WHAT TO DO
What lines of the data below hold the string "super"? Copy each one.

Records drawn from a dataset:
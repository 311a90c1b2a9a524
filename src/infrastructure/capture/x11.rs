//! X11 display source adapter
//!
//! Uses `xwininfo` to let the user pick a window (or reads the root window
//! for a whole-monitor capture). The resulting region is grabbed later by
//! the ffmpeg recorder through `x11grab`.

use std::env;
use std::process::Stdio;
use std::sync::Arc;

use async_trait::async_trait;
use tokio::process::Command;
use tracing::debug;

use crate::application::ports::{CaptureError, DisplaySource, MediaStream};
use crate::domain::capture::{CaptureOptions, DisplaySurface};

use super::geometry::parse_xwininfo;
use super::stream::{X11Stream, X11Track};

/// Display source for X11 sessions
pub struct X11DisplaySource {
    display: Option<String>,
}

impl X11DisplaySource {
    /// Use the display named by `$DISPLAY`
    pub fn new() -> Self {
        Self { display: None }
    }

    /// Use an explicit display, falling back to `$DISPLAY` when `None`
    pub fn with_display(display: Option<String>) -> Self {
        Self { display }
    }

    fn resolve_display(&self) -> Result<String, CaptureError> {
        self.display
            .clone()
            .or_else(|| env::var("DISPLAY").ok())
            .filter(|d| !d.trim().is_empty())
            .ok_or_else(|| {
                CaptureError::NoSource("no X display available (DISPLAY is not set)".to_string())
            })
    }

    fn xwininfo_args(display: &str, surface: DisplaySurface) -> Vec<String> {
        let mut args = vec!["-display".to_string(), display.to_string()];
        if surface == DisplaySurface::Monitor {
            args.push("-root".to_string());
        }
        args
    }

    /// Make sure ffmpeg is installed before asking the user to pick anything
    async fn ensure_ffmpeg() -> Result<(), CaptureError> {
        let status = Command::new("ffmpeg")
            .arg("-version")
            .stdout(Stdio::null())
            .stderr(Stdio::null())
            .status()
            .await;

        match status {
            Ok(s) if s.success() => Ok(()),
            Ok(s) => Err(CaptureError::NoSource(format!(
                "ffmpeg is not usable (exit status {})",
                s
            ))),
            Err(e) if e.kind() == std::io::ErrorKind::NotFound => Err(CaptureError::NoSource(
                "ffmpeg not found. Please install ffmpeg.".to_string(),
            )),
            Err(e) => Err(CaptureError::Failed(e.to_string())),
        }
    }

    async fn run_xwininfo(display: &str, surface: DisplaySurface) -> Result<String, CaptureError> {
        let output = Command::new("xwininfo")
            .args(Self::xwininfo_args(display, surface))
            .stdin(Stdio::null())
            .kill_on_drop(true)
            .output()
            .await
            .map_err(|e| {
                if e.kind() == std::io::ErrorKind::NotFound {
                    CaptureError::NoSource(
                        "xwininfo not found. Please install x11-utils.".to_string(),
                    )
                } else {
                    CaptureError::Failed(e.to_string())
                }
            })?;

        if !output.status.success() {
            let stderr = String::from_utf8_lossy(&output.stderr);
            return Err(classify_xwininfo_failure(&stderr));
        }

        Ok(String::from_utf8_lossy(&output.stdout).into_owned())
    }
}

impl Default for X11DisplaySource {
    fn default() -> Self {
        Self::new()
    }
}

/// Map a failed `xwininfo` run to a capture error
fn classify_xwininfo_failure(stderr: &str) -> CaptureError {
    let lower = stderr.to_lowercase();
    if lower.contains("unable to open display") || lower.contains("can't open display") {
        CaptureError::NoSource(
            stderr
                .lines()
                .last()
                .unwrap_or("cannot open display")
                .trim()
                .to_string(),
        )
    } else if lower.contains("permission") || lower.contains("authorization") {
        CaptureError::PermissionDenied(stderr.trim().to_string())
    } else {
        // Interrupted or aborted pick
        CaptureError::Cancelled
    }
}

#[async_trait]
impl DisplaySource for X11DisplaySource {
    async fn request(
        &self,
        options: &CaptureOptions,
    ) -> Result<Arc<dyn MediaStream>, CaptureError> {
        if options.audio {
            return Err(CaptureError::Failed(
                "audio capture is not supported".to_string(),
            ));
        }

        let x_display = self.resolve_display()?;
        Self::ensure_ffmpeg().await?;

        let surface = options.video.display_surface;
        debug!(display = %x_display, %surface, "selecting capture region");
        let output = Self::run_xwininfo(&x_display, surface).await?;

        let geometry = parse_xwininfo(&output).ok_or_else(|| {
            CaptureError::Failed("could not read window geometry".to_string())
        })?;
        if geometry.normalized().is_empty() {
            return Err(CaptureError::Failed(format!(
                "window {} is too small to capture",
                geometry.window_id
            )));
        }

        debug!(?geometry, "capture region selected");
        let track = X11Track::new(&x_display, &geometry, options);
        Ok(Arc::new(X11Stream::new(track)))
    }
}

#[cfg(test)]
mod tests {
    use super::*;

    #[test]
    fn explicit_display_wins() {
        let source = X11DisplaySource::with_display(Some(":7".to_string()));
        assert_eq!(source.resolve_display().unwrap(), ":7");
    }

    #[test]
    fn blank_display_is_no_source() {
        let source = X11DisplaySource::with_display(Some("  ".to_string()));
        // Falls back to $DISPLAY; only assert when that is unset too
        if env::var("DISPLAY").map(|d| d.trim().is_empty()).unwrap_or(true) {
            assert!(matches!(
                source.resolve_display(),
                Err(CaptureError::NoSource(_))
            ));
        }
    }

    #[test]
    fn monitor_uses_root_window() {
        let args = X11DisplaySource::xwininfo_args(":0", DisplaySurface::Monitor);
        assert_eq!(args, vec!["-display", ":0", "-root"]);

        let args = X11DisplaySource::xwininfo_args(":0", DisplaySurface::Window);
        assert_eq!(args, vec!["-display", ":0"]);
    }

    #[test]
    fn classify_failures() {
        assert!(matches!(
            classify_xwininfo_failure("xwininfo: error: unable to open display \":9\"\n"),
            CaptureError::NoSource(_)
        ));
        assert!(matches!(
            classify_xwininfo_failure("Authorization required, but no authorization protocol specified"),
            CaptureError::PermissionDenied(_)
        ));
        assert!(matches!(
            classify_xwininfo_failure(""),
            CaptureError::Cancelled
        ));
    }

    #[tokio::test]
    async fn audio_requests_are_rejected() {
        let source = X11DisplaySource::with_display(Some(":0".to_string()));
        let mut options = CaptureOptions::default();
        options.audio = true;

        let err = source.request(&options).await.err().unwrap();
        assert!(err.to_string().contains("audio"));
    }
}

EXPECTED ANSWER
use super::geometry::parse_xwininfo;
use super::stream::{X11Stream, X11Track};
    use super::*;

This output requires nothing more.